==== RECORDS SHOWN ====

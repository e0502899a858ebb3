//! Build cache and compiler driver.
//!
//! [`BuildCache::ensure_built`] turns a [`ModuleSpec`] into a loaded artifact,
//! reusing the one on disk whenever its recorded hash still matches. Each
//! module gets its own working directory:
//!
//! ```text
//! <root>/<module>_ext/
//!     module.cpp        generated source, checksum substituted
//!     build.log         toolchain command and output
//!     build.json        BuildRecord
//!     <module>.so       artifact
//! ```

use std::fs;
use std::path::{Path, PathBuf};
use std::sync::Arc;

use xenoform_codegen::{AssembledModule, AssemblyOptions, ModuleSpec};
use xenoform_core::{BuildError, LoadError, XenoformError};

use crate::format::SourceFormatter;
use crate::hash::BuildHash;
use crate::loader::{ArtifactLoader, LoadedArtifact};
use crate::record::{BuildRecord, LOG_FILE, SOURCE_FILE};
use crate::settings::Settings;
use crate::toolchain::{CompileJob, Toolchain};

/// A loaded artifact and how it was obtained.
#[derive(Debug)]
pub struct BuildOutcome<A> {
    pub artifact: A,
    /// `false` when the cached artifact was reused.
    pub rebuilt: bool,
    pub hash: BuildHash,
}

pub struct BuildCache<L: ArtifactLoader> {
    settings: Settings,
    toolchain: Arc<dyn Toolchain>,
    loader: L,
    formatter: SourceFormatter,
    host_free_threaded: bool,
}

struct ModulePaths {
    dir: PathBuf,
    source: PathBuf,
    log: PathBuf,
    artifact: PathBuf,
}

impl<L: ArtifactLoader> BuildCache<L> {
    pub fn new(settings: Settings, toolchain: Arc<dyn Toolchain>, loader: L) -> Self {
        let formatter = SourceFormatter::new(settings.format_style());
        Self {
            settings,
            toolchain,
            loader,
            formatter,
            host_free_threaded: false,
        }
    }

    /// Report whether the host runtime runs without a global lock.
    pub fn with_host_free_threaded(mut self, free_threaded: bool) -> Self {
        self.host_free_threaded = free_threaded;
        self
    }

    pub fn with_formatter(mut self, formatter: SourceFormatter) -> Self {
        self.formatter = formatter;
        self
    }

    pub fn settings(&self) -> &Settings {
        &self.settings
    }

    pub fn assembly_options(&self) -> AssemblyOptions {
        AssemblyOptions {
            free_threaded: self.settings.build_free_threaded(self.host_free_threaded),
        }
    }

    fn paths(&self, module: &str) -> ModulePaths {
        let dir = self.settings.module_dir(module);
        ModulePaths {
            source: dir.join(SOURCE_FILE),
            log: dir.join(LOG_FILE),
            artifact: dir.join(self.toolchain.artifact_file_name(module)),
            dir,
        }
    }

    /// Load the module's artifact, building it first if the cache is stale.
    #[cfg_attr(feature = "profiling", profiling::function)]
    pub fn ensure_built(
        &self,
        module: &ModuleSpec,
    ) -> Result<BuildOutcome<L::Artifact>, XenoformError> {
        let options = self.assembly_options();
        let assembled = module.assemble(&options)?;
        let hash = BuildHash::compute(module, &assembled, &options)?;
        let paths = self.paths(module.name());
        let verbose = module.is_verbose();

        if let Some(artifact) = self.cached(module, &paths, &hash, verbose) {
            return Ok(BuildOutcome {
                artifact,
                rebuilt: false,
                hash,
            });
        }

        self.build(module, &assembled, &paths, &hash, verbose)?;

        let artifact = self.loader.load(&paths.artifact, module.name())?;
        match artifact.checksum() {
            Some(checksum) if checksum != hash.as_str() => {
                return Err(LoadError::Load {
                    path: paths.artifact,
                    message: format!(
                        "built artifact reports checksum {checksum}, expected {hash}"
                    ),
                }
                .into());
            }
            _ => {}
        }
        Ok(BuildOutcome {
            artifact,
            rebuilt: true,
            hash,
        })
    }

    /// The artifact on disk, if it is valid for `hash`.
    fn cached(
        &self,
        module: &ModuleSpec,
        paths: &ModulePaths,
        hash: &BuildHash,
        verbose: bool,
    ) -> Option<L::Artifact> {
        let name = module.name();
        let Some(record) = BuildRecord::read(&paths.dir) else {
            lifecycle!(verbose, module = name, "module {name} not found");
            return None;
        };
        if !record.is_valid_for(hash) {
            lifecycle!(verbose, module = name, "module is outdated ({hash})");
            return None;
        }
        if !paths.artifact.exists() {
            lifecycle!(verbose, module = name, "artifact {} is missing", paths.artifact.display());
            return None;
        }
        let artifact = match self.loader.load(&paths.artifact, name) {
            Ok(artifact) => artifact,
            Err(err) => {
                lifecycle!(verbose, module = name, "cached artifact did not load, rebuilding: {err}");
                return None;
            }
        };
        match artifact.checksum() {
            Some(checksum) if checksum != hash.as_str() => {
                lifecycle!(verbose, module = name, "module is outdated ({hash}, artifact has {checksum})");
                None
            }
            _ => {
                lifecycle!(verbose, module = name, "module is up-to-date ({hash})");
                Some(artifact)
            }
        }
    }

    fn build(
        &self,
        module: &ModuleSpec,
        assembled: &AssembledModule,
        paths: &ModulePaths,
        hash: &BuildHash,
        verbose: bool,
    ) -> Result<(), BuildError> {
        let name = module.name();
        lifecycle!(verbose, module = name, "(re)building module {name} in {}", paths.dir.display());

        fs::create_dir_all(&paths.dir).map_err(|e| BuildError::io(&paths.dir, &e))?;
        fs::write(&paths.source, assembled.with_checksum(hash.as_str()))
            .map_err(|e| BuildError::io(&paths.source, &e))?;
        lifecycle!(verbose, module = name, "wrote {}", paths.source.display());

        self.formatter.format(&paths.source);

        let job = CompileJob::new(module, &self.settings, &paths.source, &paths.artifact);
        lifecycle!(verbose, module = name, "building {name}...");
        let output = self.toolchain.compile(&job);

        write_log(&paths.log, &output.log_text());

        if !output.success {
            return Err(BuildError::Toolchain {
                module: name.to_string(),
                diagnostics: output.diagnostics,
            });
        }

        BuildRecord {
            hash: hash.clone(),
            artifact: paths.artifact.clone(),
            log: paths.log.clone(),
            source: paths.source.clone(),
        }
        .write(&paths.dir)?;
        lifecycle!(verbose, module = name, "built {name}");
        Ok(())
    }
}

/// A log that cannot be written must not hide the build result.
fn write_log(path: &Path, text: &str) {
    if let Err(err) = fs::write(path, text) {
        tracing::warn!(
            target: "xenoform",
            path = %path.display(),
            "could not write build log: {err}"
        );
    }
}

====

# EXERCISE BRIEF:
What are the lines of the data above that include the string "CompileJob"? Copy them.

# RESPONSE AREA:
use crate::toolchain::{CompileJob, Toolchain};
        let job = CompileJob::new(module, &self.settings, &paths.source, &paths.artifact);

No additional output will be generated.